The data
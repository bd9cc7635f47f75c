use petgraph::stable_graph::StableDiGraph;

mod residue;
pub use residue::*;

mod link;
pub use link::*;

mod glycan;
pub use glycan::*;

/// Nodes joined by directed parent-to-child links. Stable indices let
/// repeat expansion remove template nodes without disturbing the rest.
pub type GlycanGraph = StableDiGraph<Node, Link>;
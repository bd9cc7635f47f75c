use std::collections::{BTreeMap, HashMap};

use petgraph::stable_graph::NodeIndex;
use petgraph::visit::EdgeRef;
use petgraph::Direction;
use tracing::*;

use super::{Linkage, Location, Multiplicity};
use crate::*;

/// The number after `r` in a repeat stub, and after `REP` in its header.
pub type RepeatId = usize;

#[derive(Debug, Clone, Copy, PartialEq, Eq)]
pub enum Precision {
    Unknown,
    Ranging,
    Exact,
}

/// Which end of an expanded repeat a lookup wants.
#[derive(Debug, Clone, Copy, PartialEq, Eq)]
pub enum Side {
    /// The first copy, where incoming links land.
    In,
    /// The last copy, where outgoing links leave.
    Out,
}

fn bound_to_string(bound: Option<u32>) -> String {
    bound.map_or_else(|| "-1".to_string(), |b| b.to_string())
}

impl Multiplicity {
    pub fn new(lower: Option<u32>, upper: Option<u32>) -> Self {
        Self { lower, upper }
    }

    pub fn precision(&self) -> Precision {
        match (self.lower, self.upper) {
            (Some(lower), Some(upper)) if lower == upper => Precision::Exact,
            (Some(_), Some(_)) => Precision::Ranging,
            _ => Precision::Unknown,
        }
    }

    /// The copy count used when none is requested: the upper bound, else the
    /// lower bound, else one.
    pub fn default_count(&self) -> u32 {
        self.upper.or(self.lower).unwrap_or(1)
    }

    /// Check a copy count against the bounds. Only enforced when both bounds
    /// are known; a repeat always has at least one copy.
    pub fn validate(&self, n: u32) -> Result<u32> {
        let bounds = self.lower.unwrap_or(1)..=self.upper.unwrap_or(u32::MAX);
        let out_of_range = self.precision() != Precision::Unknown && !bounds.contains(&n);
        if n == 0 || out_of_range {
            return Err(GlycoctError::Range {
                requested: n,
                lower: bound_to_string(self.lower),
                upper: bound_to_string(self.upper),
            });
        }
        Ok(n)
    }
}

/// A repeated subunit: the nodes captured for one copy, and how copies chain
/// together.
#[derive(Debug, Clone)]
pub struct RepeatRecord {
    /// The document index of the stub line standing in for this repeat.
    pub index: usize,
    pub repeat: RepeatId,
    /// How copy `i` links to copy `i + 1`. Links from outside the repeat use
    /// the same ends.
    pub linkage: Option<Linkage>,
    pub multiplicity: Multiplicity,
    stub: String,
    line: usize,
    template: BTreeMap<usize, NodeIndex>,
    copies: Vec<BTreeMap<usize, NodeIndex>>,
}

impl RepeatRecord {
    pub(crate) fn new(index: usize, repeat: RepeatId, at: &Location) -> Self {
        Self {
            index,
            repeat,
            linkage: None,
            multiplicity: Multiplicity::default(),
            stub: at.token.to_string(),
            line: at.line,
            template: BTreeMap::new(),
            copies: Vec::new(),
        }
    }

    fn error(&self, reason: String) -> GlycoctError {
        GlycoctError::format(self.line, &self.stub, reason)
    }

    pub(crate) fn insert(&mut self, local: usize, node: NodeIndex) -> bool {
        self.template.insert(local, node).is_none()
    }

    /// A captured node, only meaningful before expansion.
    pub(crate) fn template_node(&self, local: usize) -> Option<NodeIndex> {
        if self.is_expanded() {
            return None;
        }
        self.template.get(&local).copied()
    }

    pub fn is_expanded(&self) -> bool {
        !self.copies.is_empty()
    }

    pub fn copy_count(&self) -> usize {
        self.copies.len()
    }

    /// Replace the captured nodes in `graph` with `n` decorated copies
    /// chained by the internal linkage. `n` defaults from the bounds.
    /// Expanding twice is a no-op.
    pub fn expand(&mut self, graph: &mut GlycanGraph, requested: Option<u32>) -> Result<()> {
        if self.is_expanded() {
            return Ok(());
        }
        let linkage = self
            .linkage
            .clone()
            .ok_or_else(|| self.error(format!("repeat {} has no REP{} header", self.repeat, self.repeat)))?;
        if self.template.is_empty() {
            return Err(self.error(format!("repeat {} has no residues", self.repeat)));
        }
        for local in [linkage.parent, linkage.child] {
            if !self.template.contains_key(&local) {
                return Err(GlycoctError::UnresolvedReference(local));
            }
        }
        let n = self
            .multiplicity
            .validate(requested.unwrap_or_else(|| self.multiplicity.default_count()))?;
        debug!("Expanding repeat {} into {} copies", self.repeat, n);

        let locals: HashMap<NodeIndex, usize> =
            self.template.iter().map(|(&local, &ix)| (ix, local)).collect();
        let mut internal: Vec<_> = self
            .template
            .values()
            .flat_map(|&ix| graph.edges_directed(ix, Direction::Outgoing))
            .filter_map(|edge| {
                let child = locals.get(&edge.target())?;
                Some((edge.id().index(), locals[&edge.source()], *child, edge.weight().clone()))
            })
            .collect();
        internal.sort_by_key(|(order, ..)| *order);

        let mut copies = Vec::with_capacity(n as usize);
        for copy in 1..=n {
            let mut mapping = BTreeMap::new();
            for (&local, &ix) in &self.template {
                let clone = graph[ix].with_id(NodeId::Decorated { copy, local });
                mapping.insert(local, graph.add_node(clone));
            }
            for (_, parent, child, link) in &internal {
                graph.add_edge(mapping[parent], mapping[child], link.clone());
            }
            trace!("Repeat {} copy {} has {} nodes", self.repeat, copy, mapping.len());
            copies.push(mapping);
        }

        for pair in copies.windows(2) {
            form_link(graph, pair[0][&linkage.parent], pair[1][&linkage.child], &linkage.spec)?;
        }

        for &ix in self.template.values() {
            graph.remove_node(ix);
        }
        self.copies = copies;
        Ok(())
    }

    /// The copy of `local` at one end of the expanded chain.
    pub fn get_node(&self, local: usize, side: Side) -> Option<NodeIndex> {
        let copy = match side {
            Side::In => self.copies.first(),
            Side::Out => self.copies.last(),
        }?;
        copy.get(&local).copied()
    }

    /// The node a link from outside attaches to.
    pub fn attachment(&self, side: Side) -> Result<NodeIndex> {
        let linkage = self
            .linkage
            .as_ref()
            .ok_or_else(|| self.error(format!("repeat {} has no REP{} header", self.repeat, self.repeat)))?;
        let local = match side {
            Side::In => linkage.child,
            Side::Out => linkage.parent,
        };
        self.get_node(local, side)
            .ok_or(GlycoctError::UnresolvedReference(local))
    }

    pub fn entry(&self) -> Result<NodeIndex> {
        self.attachment(Side::In)
    }

    pub fn exit(&self) -> Result<NodeIndex> {
        self.attachment(Side::Out)
    }

    /// The first copy's lowest-indexed node, or its parent when that node is
    /// a substituent.
    pub fn root(&self, graph: &GlycanGraph) -> Result<NodeIndex> {
        let ix = self
            .copies
            .first()
            .and_then(|copy| copy.values().next().copied())
            .ok_or_else(|| self.error(format!("repeat {} was never expanded", self.repeat)))?;
        if graph[ix].is_substituent() {
            if let Some(edge) = graph.edges_directed(ix, Direction::Incoming).next() {
                return Ok(edge.source());
            }
        }
        Ok(ix)
    }
}

#[cfg(test)]
mod tests {
    use super::*;

    fn spec(parent: u16, child: u16) -> LinkSpec {
        LinkSpec {
            parent_atom: LinkAtom::O,
            parent_positions: vec![Some(parent)],
            child_atom: LinkAtom::D,
            child_positions: vec![Some(child)],
            id: None,
        }
    }

    /// A two-residue unit 2 -(4+1)-> 3, chained 3 -(3+1)-> 2.
    fn record(graph: &mut GlycanGraph, multiplicity: Multiplicity) -> RepeatRecord {
        let at = Location {
            line: 1,
            token: "1r:r1",
        };
        let mut record = RepeatRecord::new(1, 1, &at);
        let two = graph.add_node(Node::monosaccharide(
            NodeId::Local(2),
            Monosaccharide::new(SuperClass::Hex),
        ));
        let three = graph.add_node(Node::monosaccharide(
            NodeId::Local(3),
            Monosaccharide::new(SuperClass::Pen),
        ));
        form_link(graph, two, three, &spec(4, 1)).unwrap();
        record.insert(2, two);
        record.insert(3, three);
        record.linkage = Some(Linkage {
            parent: 3,
            child: 2,
            spec: spec(3, 1),
        });
        record.multiplicity = multiplicity;
        record
    }

    #[test]
    fn test_default_counts() {
        assert_eq!(Multiplicity::new(Some(2), Some(4)).default_count(), 4);
        assert_eq!(Multiplicity::new(None, Some(3)).default_count(), 3);
        assert_eq!(Multiplicity::new(Some(2), None).default_count(), 2);
        assert_eq!(Multiplicity::new(None, None).default_count(), 1);
    }

    #[test]
    fn test_precision() {
        assert_eq!(Multiplicity::new(Some(2), Some(2)).precision(), Precision::Exact);
        assert_eq!(Multiplicity::new(Some(2), Some(4)).precision(), Precision::Ranging);
        assert_eq!(Multiplicity::new(None, Some(4)).precision(), Precision::Unknown);
    }

    #[test]
    fn test_validate() {
        let bounded = Multiplicity::new(Some(2), Some(4));
        assert_eq!(bounded.validate(3).unwrap(), 3);
        assert!(matches!(bounded.validate(5), Err(GlycoctError::Range { requested: 5, .. })));
        assert!(matches!(bounded.validate(1), Err(GlycoctError::Range { .. })));
        assert_eq!(Multiplicity::new(Some(2), None).validate(10).unwrap(), 10);
        assert!(Multiplicity::default().validate(0).is_err());
    }

    #[test]
    fn test_validate_by_precision() {
        let exact = Multiplicity::new(Some(3), Some(3));
        assert_eq!(exact.precision(), Precision::Exact);
        assert_eq!(exact.validate(3).unwrap(), 3);
        assert!(matches!(
            exact.validate(2),
            Err(GlycoctError::Range { requested: 2, .. })
        ));

        // Either bound missing leaves the count unchecked apart from zero.
        for open in [Multiplicity::new(None, Some(4)), Multiplicity::new(Some(5), None)] {
            assert_eq!(open.precision(), Precision::Unknown);
            assert_eq!(open.validate(1).unwrap(), 1);
            assert_eq!(open.validate(9).unwrap(), 9);
            assert!(open.validate(0).is_err());
        }
    }

    #[test]
    fn test_expand_chains_copies() -> Result<()> {
        let mut graph = GlycanGraph::default();
        let mut record = record(&mut graph, Multiplicity::new(Some(2), Some(4)));
        record.expand(&mut graph, None)?;

        assert_eq!(record.copy_count(), 4);
        assert_eq!(graph.node_count(), 8);
        // 4 internal links plus 3 joining consecutive copies.
        assert_eq!(graph.edge_count(), 7);

        let entry = record.entry()?;
        let exit = record.exit()?;
        assert_eq!(graph[entry].id, NodeId::Decorated { copy: 1, local: 2 });
        assert_eq!(graph[exit].id, NodeId::Decorated { copy: 4, local: 3 });

        let joins: Vec<_> = graph
            .edge_indices()
            .filter(|&e| graph[e].parent_position == Some(3))
            .map(|e| {
                let (p, c) = graph.edge_endpoints(e).unwrap();
                (graph[p].id, graph[c].id)
            })
            .collect();
        assert_eq!(joins.len(), 3);
        assert!(joins.contains(&(
            NodeId::Decorated { copy: 1, local: 3 },
            NodeId::Decorated { copy: 2, local: 2 }
        )));

        // A second expansion changes nothing.
        record.expand(&mut graph, Some(2))?;
        assert_eq!(graph.node_count(), 8);
        assert_eq!(record.root(&graph)?, entry);
        Ok(())
    }

    #[test]
    fn test_expand_requested_count_out_of_range() {
        let mut graph = GlycanGraph::default();
        let mut record = record(&mut graph, Multiplicity::new(Some(2), Some(4)));
        let result = record.expand(&mut graph, Some(6));
        assert!(matches!(result, Err(GlycoctError::Range { requested: 6, .. })));
        assert!(!record.is_expanded());
    }

    #[test]
    fn test_expand_without_header() {
        let mut graph = GlycanGraph::default();
        let mut record = record(&mut graph, Multiplicity::default());
        record.linkage = None;
        let result = record.expand(&mut graph, None);
        assert!(matches!(result, Err(GlycoctError::Format { line: 1, .. })));
    }
}
//! Property-based tests for the return projector.
//!
//! These tests check the algebraic properties the projection must keep for
//! every well-formed input, using `proptest` for case generation.

use proptest::prelude::*;
use propvest_core::projection::project;
use rust_decimal::Decimal;

// =============================================================================
// Generators
// =============================================================================

/// Investment between 1.00 and 10,000,000.00.
fn arb_investment() -> impl Strategy<Value = Decimal> {
    (100i64..=1_000_000_000).prop_map(|cents| Decimal::new(cents, 2))
}

/// Monthly rental for the whole property, 0.00 to 10,000,000.00.
fn arb_monthly_rental() -> impl Strategy<Value = Decimal> {
    (0i64..=1_000_000_000).prop_map(|cents| Decimal::new(cents, 2))
}

/// Strictly positive appreciation between 0.01% and 20.00%.
fn arb_positive_rate() -> impl Strategy<Value = Decimal> {
    (1i64..=2000).prop_map(|bp| Decimal::new(bp, 2))
}

/// Total shares and a share count that leaves room to double it.
fn arb_share_position() -> impl Strategy<Value = (u64, u64)> {
    (2u64..=100_000).prop_flat_map(|total| (0..=total / 2, Just(total)))
}

// =============================================================================
// Property Tests
// =============================================================================

proptest! {
    #![proptest_config(ProptestConfig::with_cases(200))]

    /// Doubling the shares doubles the ownership percentage for a fixed
    /// share total, up to decimal precision.
    #[test]
    fn prop_ownership_is_linear_in_shares(
        investment in arb_investment(),
        (shares, total) in arb_share_position(),
        rental in arb_monthly_rental(),
        rate in arb_positive_rate(),
    ) {
        let single = project(investment, shares, total, rental, rate).unwrap();
        let double = project(investment, shares * 2, total, rental, rate).unwrap();
        let drift = (double.ownership_percentage - single.ownership_percentage * Decimal::TWO).abs();
        prop_assert!(drift <= Decimal::new(1, 20), "drift {} too large", drift);
    }

    /// With no appreciation the value never moves and the return is rental only.
    #[test]
    fn prop_zero_appreciation_returns_rental_only(
        investment in arb_investment(),
        (shares, total) in arb_share_position(),
        rental in arb_monthly_rental(),
    ) {
        let result = project(investment, shares, total, rental, Decimal::ZERO).unwrap();
        for h in &result.horizons {
            prop_assert_eq!(h.projected_value, investment);
            prop_assert_eq!(h.total_return, result.annual_rental * Decimal::from(h.years));
        }
    }

    /// Positive appreciation makes later horizons strictly more valuable.
    #[test]
    fn prop_projected_value_grows_with_horizon(
        investment in arb_investment(),
        (shares, total) in arb_share_position(),
        rental in arb_monthly_rental(),
        rate in arb_positive_rate(),
    ) {
        let result = project(investment, shares, total, rental, rate).unwrap();
        let pv = |years| result.horizon(years).unwrap().projected_value;
        prop_assert!(pv(1) < pv(3));
        prop_assert!(pv(3) < pv(5));
    }

    /// Annual rental is exactly twelve monthly rentals.
    #[test]
    fn prop_annual_rental_is_twelve_months(
        investment in arb_investment(),
        (shares, total) in arb_share_position(),
        rental in arb_monthly_rental(),
        rate in arb_positive_rate(),
    ) {
        let result = project(investment, shares, total, rental, rate).unwrap();
        prop_assert_eq!(result.annual_rental, result.monthly_rental * Decimal::from(12));
    }
}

Action item
All that should appear in the response is the run of lines from the first line of the entries through the line containing "Stable indices let", copied exactly.

Task result
repository bd9cc7635f47f75c
use petgraph::stable_graph::StableDiGraph;

mod residue;
pub use residue::*;

mod link;
pub use link::*;

mod glycan;
pub use glycan::*;

/// Nodes joined by directed parent-to-child links. Stable indices let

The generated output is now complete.